How will you respond if a loved one receives the soul-crushing news they have an illness that may not be cured? Will you go into the rescue-savior mode and try to fix it? Will you go into depression and despair? Will you face that awful diagnosis with denial?

I have walked beside so many who have gotten a hard diagnosis and have responded in one of those ways. What we usually do is cycle through most of those responses. Over the years, I have found I learn best by watching what other people do. Let me share my experience as a man who’s walked through hard diagnoses with more than a few, and observed life. I want “to protect the innocent,” but this story is true.

I have a friend diagnosed with a disease that almost everyone we know said she was far too young to have. She was in the early years of her career, busy with work, enjoying life and marriage. But her friends started to notice “something just wasn’t right.”

Her husband couldn’t see it at first, or at least didn’t want to think about it, but after lots of urging to go to the doctor, my friend went. The diagnosis was not good.

Now life became a blur of doctors, labs and technicians, medications and genuine physical struggle. And, of course, insurance paperwork. In the middle of that were the dynamics of a couple in love trying to make the marriage work.

How would they keep their relationship alive and cope with this unwanted guest that now lived in their midst? I will tell you it has not been without struggle. But they have made it work. It is still “a work in progress,” but they are stronger and more in love now than they were five years ago.
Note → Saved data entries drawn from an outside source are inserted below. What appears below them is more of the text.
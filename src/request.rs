use serde::Serialize;
use thiserror::Error;

use crate::selection::SelectionModel;

/// Rejections raised before any network activity.
#[derive(Debug, Clone, Copy, PartialEq, Eq, Error)]
pub enum ValidationError {
    #[error("target must not be empty")]
    EmptyTarget,
    #[error("select at least one scan option")]
    NoOptionsSelected,
    #[error("output format requires a filename")]
    MissingOutputFilename,
}

/// One `{id, value?}` entry on the wire. The value key is omitted when the
/// option carries none; the service treats absent and null identically.
#[derive(Debug, Clone, PartialEq, Eq, Serialize)]
pub struct ScanOption {
    pub id: u16,
    #[serde(skip_serializing_if = "Option::is_none")]
    pub value: Option<String>,
}

/// The request body for `/scan` and `/scan/async`.
#[derive(Debug, Clone, PartialEq, Eq, Serialize)]
pub struct ScanRequest {
    pub target: String,
    pub options: Vec<ScanOption>,
}

/// Check a target/selection pair without building anything.
///
/// Scan options declared as requiring a value are accepted even with an
/// empty one; the service rejects those itself and the error is surfaced
/// like any other backend failure.
pub fn validate(target: &str, selection: &SelectionModel) -> Result<(), ValidationError> {
    if target.trim().is_empty() {
        return Err(ValidationError::EmptyTarget);
    }
    if selection.selected().is_empty() {
        // Output format and extra flags alone are not a scan.
        return Err(ValidationError::NoOptionsSelected);
    }
    if selection.output_format().is_some() && selection.output_filename().trim().is_empty() {
        return Err(ValidationError::MissingOutputFilename);
    }
    Ok(())
}

/// Validate, then assemble the request in its canonical order: scan options
/// as selected, then the output format carrying the filename, then each
/// extra flag. Empty option values are normalized to absent.
pub fn build(target: &str, selection: &SelectionModel) -> Result<ScanRequest, ValidationError> {
    validate(target, selection)?;

    let mut options = Vec::with_capacity(selection.total_selected());
    for opt in selection.selected() {
        options.push(ScanOption {
            id: opt.id,
            value: opt.value.clone().filter(|v| !v.is_empty()),
        });
    }
    if let Some(format) = selection.output_format() {
        options.push(ScanOption {
            id: format,
            value: Some(selection.output_filename().trim().to_string()),
        });
    }
    for &id in selection.extras() {
        options.push(ScanOption { id, value: None });
    }

    Ok(ScanRequest {
        target: target.trim().to_string(),
        options,
    })
}

#[cfg(test)]
mod tests {
    use super::*;

    fn selection_with(ids: &[u16]) -> SelectionModel {
        let mut sel = SelectionModel::new();
        for &id in ids {
            sel.toggle(id, true, None);
        }
        sel
    }

    #[test]
    fn empty_target_rejected_first() {
        let sel = selection_with(&[70]);
        assert_eq!(validate("", &sel), Err(ValidationError::EmptyTarget));
        assert_eq!(validate("   ", &sel), Err(ValidationError::EmptyTarget));
    }

    #[test]
    fn at_least_one_scan_option_required() {
        let mut sel = SelectionModel::new();
        sel.set_output_format(Some(151));
        sel.set_output_filename("out");
        sel.toggle_extra(154);
        // format + extras do not count as scan options
        assert_eq!(validate("host", &sel), Err(ValidationError::NoOptionsSelected));
    }

    #[test]
    fn chosen_format_needs_filename() {
        let mut sel = selection_with(&[70]);
        sel.set_output_format(Some(151));
        assert_eq!(
            validate("host", &sel),
            Err(ValidationError::MissingOutputFilename)
        );

        sel.set_output_filename("  ");
        assert_eq!(
            validate("host", &sel),
            Err(ValidationError::MissingOutputFilename)
        );

        sel.set_output_filename("out");
        assert_eq!(validate("host", &sel), Ok(()));
    }

    #[test]
    fn required_value_options_pass_without_value() {
        // Permissive on purpose; the service enforces required inputs.
        let mut sel = SelectionModel::new();
        sel.toggle(50, true, None);
        assert_eq!(validate("host", &sel), Ok(()));
    }

    #[test]
    fn build_orders_options_then_format_then_extras() {
        let mut sel = SelectionModel::new();
        sel.toggle(70, true, None);
        sel.toggle(50, true, Some("1-1000".into()));
        sel.set_output_format(Some(151));
        sel.set_output_filename("result");
        sel.toggle_extra(153);
        sel.toggle_extra(154);

        let req = build("  scanme.nmap.org  ", &sel).unwrap();
        assert_eq!(req.target, "scanme.nmap.org");
        let ids: Vec<u16> = req.options.iter().map(|o| o.id).collect();
        assert_eq!(ids, vec![70, 50, 151, 153, 154]);
        assert_eq!(req.options[1].value.as_deref(), Some("1-1000"));
        assert_eq!(req.options[2].value.as_deref(), Some("result"));
        assert_eq!(req.options[3].value, None);
    }

    #[test]
    fn empty_values_serialize_as_absent() {
        let mut sel = SelectionModel::new();
        sel.toggle(70, true, Some(String::new()));
        let req = build("host", &sel).unwrap();
        assert_eq!(req.options[0].value, None);

        let body = serde_json::to_string(&req).unwrap();
        assert_eq!(body, r#"{"target":"host","options":[{"id":70}]}"#);
    }
}
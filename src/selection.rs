use crate::catalog;

/// A chosen scan option, with the user-supplied value for options that take
/// one. `value` stays `None` for bare flags.
#[derive(Debug, Clone, PartialEq, Eq)]
pub struct SelectedOption {
    pub id: u16,
    pub value: Option<String>,
}

/// Mutable scan configuration: the chosen scan options in selection order,
/// the (mutually exclusive) output format plus its filename, and the
/// independent extra output flags.
///
/// Ids that do not exist in the catalog, or that belong to the wrong group,
/// are silently ignored by every mutator, so the model can never reference an
/// unknown option.
#[derive(Debug, Clone, Default)]
pub struct SelectionModel {
    selected: Vec<SelectedOption>,
    output_format: Option<u16>,
    output_filename: String,
    extras: Vec<u16>,
}

impl SelectionModel {
    pub fn new() -> Self {
        Self::default()
    }

    /// Select or deselect a scan option. Selecting an already-selected id
    /// overwrites its value; deselecting an absent id is a no-op.
    pub fn toggle(&mut self, id: u16, enabled: bool, value: Option<String>) {
        if catalog::scan_option(id).is_none() {
            return;
        }
        if enabled {
            if let Some(existing) = self.selected.iter_mut().find(|o| o.id == id) {
                existing.value = value;
            } else {
                self.selected.push(SelectedOption { id, value });
            }
        } else {
            self.selected.retain(|o| o.id != id);
        }
    }

    /// Update the value of an already-selected option. Dropped silently if
    /// the option is not selected; callers that want typing to select the
    /// option use [`SelectionModel::type_value`] instead.
    pub fn update_value(&mut self, id: u16, value: &str) {
        if let Some(existing) = self.selected.iter_mut().find(|o| o.id == id) {
            existing.value = Some(value.to_string());
        }
    }

    /// A keystroke in an option's value field: updates the value if the
    /// option is selected, and selects it when the first non-empty text
    /// arrives before any checkbox interaction.
    pub fn type_value(&mut self, id: u16, text: &str) {
        self.update_value(id, text);
        if !text.is_empty() && !self.is_selected(id) {
            self.toggle(id, true, Some(text.to_string()));
        }
    }

    /// Choose the single output format (`None` clears it). The filename is
    /// kept so switching formats does not lose it.
    pub fn set_output_format(&mut self, id: Option<u16>) {
        match id {
            Some(id) if !catalog::is_output_format(id) => {}
            other => self.output_format = other,
        }
    }

    pub fn set_output_filename(&mut self, name: &str) {
        self.output_filename = name.to_string();
    }

    /// Membership toggle for an extra output flag.
    pub fn toggle_extra(&mut self, id: u16) {
        if !catalog::is_output_extra(id) {
            return;
        }
        if self.extras.contains(&id) {
            self.extras.retain(|&e| e != id);
        } else {
            self.extras.push(id);
        }
    }

    pub fn is_selected(&self, id: u16) -> bool {
        self.selected.iter().any(|o| o.id == id)
    }

    /// Chosen scan options in selection order.
    pub fn selected(&self) -> &[SelectedOption] {
        &self.selected
    }

    pub fn output_format(&self) -> Option<u16> {
        self.output_format
    }

    pub fn output_filename(&self) -> &str {
        &self.output_filename
    }

    pub fn extras(&self) -> &[u16] {
        &self.extras
    }

    /// Everything chosen, counting the output format as one entry.
    pub fn total_selected(&self) -> usize {
        self.selected.len() + usize::from(self.output_format.is_some()) + self.extras.len()
    }
}
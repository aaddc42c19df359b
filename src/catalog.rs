use anyhow::{bail, Context, Result};

/// One selectable scan option understood by the remote scanning service.
///
/// Ids are stable and shared with the backend; the flag text is informational
/// on the client side (the service maps ids back to flags itself).
#[derive(Debug, Clone, Copy, PartialEq, Eq)]
pub struct OptionDescriptor {
    pub id: u16,
    pub flag: &'static str,
    pub requires_value: bool,
    pub placeholder: Option<&'static str>,
    pub description: &'static str,
}

/// A named, ordered group of options. Ordering matters only for display.
#[derive(Debug, Clone, Copy)]
pub struct OptionCategory {
    pub name: &'static str,
    pub options: &'static [OptionDescriptor],
}

const fn flag(id: u16, flag: &'static str, description: &'static str) -> OptionDescriptor {
    OptionDescriptor {
        id,
        flag,
        requires_value: false,
        placeholder: None,
        description,
    }
}

const fn valued(
    id: u16,
    flag: &'static str,
    placeholder: &'static str,
    description: &'static str,
) -> OptionDescriptor {
    OptionDescriptor {
        id,
        flag,
        requires_value: true,
        placeholder: Some(placeholder),
        description,
    }
}

const TARGET_SPEC: &[OptionDescriptor] = &[
    valued(1, "-iL", "hostlist.txt", "Input from list of hosts/networks"),
    valued(2, "-iR", "10", "Choose random targets"),
    valued(3, "--exclude", "192.168.1.1,192.168.1.2", "Exclude hosts/networks"),
    valued(4, "--excludefile", "exclude.txt", "Exclude list from file"),
];

const HOST_DISCOVERY: &[OptionDescriptor] = &[
    flag(10, "-sL", "List Scan - simply list targets to scan"),
    flag(11, "-sn", "Ping Scan - disable port scan"),
    flag(12, "-Pn", "Treat all hosts as online - skip host discovery"),
    valued(13, "-PS", "22,80,443", "TCP SYN discovery to given ports"),
    valued(14, "-PA", "80,443", "TCP ACK discovery to given ports"),
    valued(15, "-PU", "53,161", "UDP discovery to given ports"),
    flag(16, "-n", "Never do DNS resolution"),
    flag(17, "-R", "Always resolve DNS"),
    valued(18, "--dns-servers", "8.8.8.8,8.8.4.4", "Specify custom DNS servers"),
    flag(19, "--traceroute", "Trace hop path to each host"),
];

const SCAN_TECHNIQUES: &[OptionDescriptor] = &[
    flag(30, "-sS", "TCP SYN scan (Stealth)"),
    flag(31, "-sT", "TCP connect scan"),
    flag(32, "-sA", "TCP ACK scan"),
    flag(33, "-sW", "TCP Window scan"),
    flag(34, "-sM", "TCP Maimon scan"),
    flag(35, "-sU", "UDP scan"),
    flag(36, "-sN", "TCP Null scan"),
    flag(37, "-sF", "TCP FIN scan"),
    flag(38, "-sX", "TCP Xmas scan"),
    valued(39, "--scanflags", "URGACKPSHRSTSYNFIN", "Customize TCP scan flags"),
    valued(40, "-sI", "zombie.host.com", "Idle scan (zombie host)"),
];

const PORT_SPEC: &[OptionDescriptor] = &[
    valued(50, "-p", "22,80,443 or 1-1000", "Only scan specified ports"),
    valued(51, "--exclude-ports", "135,139,445", "Exclude specified ports"),
    flag(52, "-F", "Fast mode - scan fewer ports than default"),
    flag(53, "-r", "Scan ports sequentially - don't randomize"),
    valued(54, "--top-ports", "100", "Scan <number> most common ports"),
];

const SERVICE_VERSION: &[OptionDescriptor] = &[
    flag(70, "-sV", "Probe open ports to determine service/version info"),
    valued(71, "--version-intensity", "7", "Set version scan intensity (0-9)"),
    flag(72, "--version-light", "Limit to most likely probes (intensity 2)"),
    flag(73, "--version-all", "Try every single probe (intensity 9)"),
    flag(74, "--version-trace", "Show detailed version scan activity"),
];

const OS_DETECTION: &[OptionDescriptor] = &[
    flag(90, "-O", "Enable OS detection"),
    flag(91, "--osscan-limit", "Limit OS detection to promising targets"),
    flag(92, "--osscan-guess", "Guess OS more aggressively"),
];

const TIMING: &[OptionDescriptor] = &[
    valued(110, "-T", "4", "Set timing template (0-5)"),
    valued(111, "--host-timeout", "30m", "Give up on target after this time"),
    valued(112, "--min-rate", "100", "Send packets no slower than <number>/sec"),
    valued(113, "--max-rate", "1000", "Send packets no faster than <number>/sec"),
];

/// Scan-option categories, in display order. The output group is kept apart
/// because its format entries are mutually exclusive (see [`OUTPUT_FORMATS`]).
pub const CATEGORIES: &[OptionCategory] = &[
    OptionCategory { name: "Target Specification", options: TARGET_SPEC },
    OptionCategory { name: "Host Discovery", options: HOST_DISCOVERY },
    OptionCategory { name: "Scan Techniques", options: SCAN_TECHNIQUES },
    OptionCategory { name: "Port Specification", options: PORT_SPEC },
    OptionCategory { name: "Service/Version Detection", options: SERVICE_VERSION },
    OptionCategory { name: "OS Detection", options: OS_DETECTION },
    OptionCategory { name: "Timing & Performance", options: TIMING },
];

/// Mutually-exclusive output file formats. At most one may be chosen, and a
/// chosen format requires a filename.
pub const OUTPUT_FORMATS: &[OptionDescriptor] = &[
    valued(150, "-oN", "scan_result", "Normal output to file"),
    valued(151, "-oX", "scan_result", "XML output to file"),
    valued(152, "-oA", "scan_result", "Output in all formats"),
];

/// Independent output flags with no value and no mutual exclusion.
pub const OUTPUT_EXTRAS: &[OptionDescriptor] = &[
    flag(153, "-v", "Increase verbosity level"),
    flag(154, "--open", "Only show open ports"),
];

/// Look up a scan option (the seven categories, excluding the output group).
pub fn scan_option(id: u16) -> Option<&'static OptionDescriptor> {
    CATEGORIES
        .iter()
        .flat_map(|c| c.options.iter())
        .find(|o| o.id == id)
}

/// Look up any option in the catalog, including output formats and extras.
pub fn lookup(id: u16) -> Option<&'static OptionDescriptor> {
    scan_option(id)
        .or_else(|| OUTPUT_FORMATS.iter().find(|o| o.id == id))
        .or_else(|| OUTPUT_EXTRAS.iter().find(|o| o.id == id))
}

/// Numeric output-mode code the service reports for a chosen format id:
/// 1 = normal text, 2 = XML, 3 = all formats (XML retrievable).
pub fn output_mode(id: u16) -> Option<u8> {
    match id {
        150 => Some(1),
        151 => Some(2),
        152 => Some(3),
        _ => None,
    }
}

pub fn is_output_format(id: u16) -> bool {
    output_mode(id).is_some()
}

pub fn is_output_extra(id: u16) -> bool {
    OUTPUT_EXTRAS.iter().any(|o| o.id == id)
}

/// Parse a command-line option spec of the form `ID` or `ID=VALUE`.
///
/// The value part is kept verbatim (it may itself contain `=`). Whitespace
/// around the id is ignored.
pub fn parse_option_spec(s: &str) -> Result<(u16, Option<String>)> {
    let (id_part, value) = match s.split_once('=') {
        Some((id, v)) => (id, Some(v.to_string())),
        None => (s, None),
    };
    let id: u16 = id_part
        .trim()
        .parse()
        .with_context(|| format!("invalid option spec: {s} (expected ID or ID=VALUE)"))?;
    if lookup(id).is_none() {
        bail!("unknown option id: {id} (see --list-options)");
    }
    Ok((id, value))
}

#[cfg(test)]
mod tests {
    use super::*;

    #[test]
    fn ids_are_unique_across_catalog() {
        let mut seen = std::collections::HashSet::new();
        let all = CATEGORIES
            .iter()
            .flat_map(|c| c.options.iter())
            .chain(OUTPUT_FORMATS)
            .chain(OUTPUT_EXTRAS);
        for opt in all {
            assert!(seen.insert(opt.id), "duplicate option id {}", opt.id);
        }
    }

    #[test]
    fn lookup_covers_all_groups() {
        assert_eq!(scan_option(70).unwrap().flag, "-sV");
        assert!(scan_option(150).is_none());
        assert_eq!(lookup(150).unwrap().flag, "-oN");
        assert_eq!(lookup(154).unwrap().flag, "--open");
        assert!(lookup(999).is_none());
    }

    #[test]
    fn output_modes_map_to_format_ids() {
        assert_eq!(output_mode(150), Some(1));
        assert_eq!(output_mode(151), Some(2));
        assert_eq!(output_mode(152), Some(3));
        assert_eq!(output_mode(70), None);
        assert!(is_output_extra(153));
        assert!(!is_output_extra(150));
    }

    #[test]
    fn parse_bare_id_and_valued_spec() {
        assert_eq!(parse_option_spec("70").unwrap(), (70, None));
        let (id, value) = parse_option_spec("50=22,80,443").unwrap();
        assert_eq!(id, 50);
        assert_eq!(value.as_deref(), Some("22,80,443"));
    }

    #[test]
    fn parse_keeps_equals_in_value() {
        let (id, value) = parse_option_spec("39=a=b").unwrap();
        assert_eq!(id, 39);
        assert_eq!(value.as_deref(), Some("a=b"));
    }

    #[test]
    fn parse_rejects_garbage_and_unknown_ids() {
        assert!(parse_option_spec("-sV").is_err());
        assert!(parse_option_spec("999").is_err());
        assert!(parse_option_spec("").is_err());
    }
}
One of the keys for them has been their faith. They look to Christ for the strength and encouragement to press on. They also have a deep commitment to “seeing this through together.” Because they are married, they no longer think as individuals; they think as one. If life continues for both of them, they will do whatever it takes to finish well together.

They have stopped thinking about the disease as something that will take her life early, or a mistake, or even as “God somehow being unfair.” They have committed to seeing this as an opportunity to trust God and one another in new and deeper ways. They have actually found they have more deeply cherished hours together because they have realized life is like a vapor.

I actually believe the Tim McGraw song, “Live Like You Were Dying,” has something wonderfully important for us to learn. You’ve probably heard that song. It tells the story of a man who gets the news his father has a life-threatening illness. The wisdom of the dad to his son is live life to the fullest and do things he had always wanted to do: skydiving, mountain climbing, fishing, bull riding. The dad also says he became a better husband and friend.

In the middle of the song, McGraw then switches perspective to himself, talking about how going fishing with his dad stopped being an imposition and how he finally, after reading the Bible, took a long hard look back over his life and took his father’s advice.

At times it’s the hard things in life that help us see what really matters. Sometimes in life, we, as husbands, must lay ourselves aside, support our wives and invest deeply in our relationships.

I would, however, change a few lines in McGraw’s song. I think reading the Bible is a good place to begin. We need to keep reading the Bible repeatedly and get God’s perspective on our lives. Secondly, I really don’t believe I would want to admit to jumping out of a perfectly good airplane!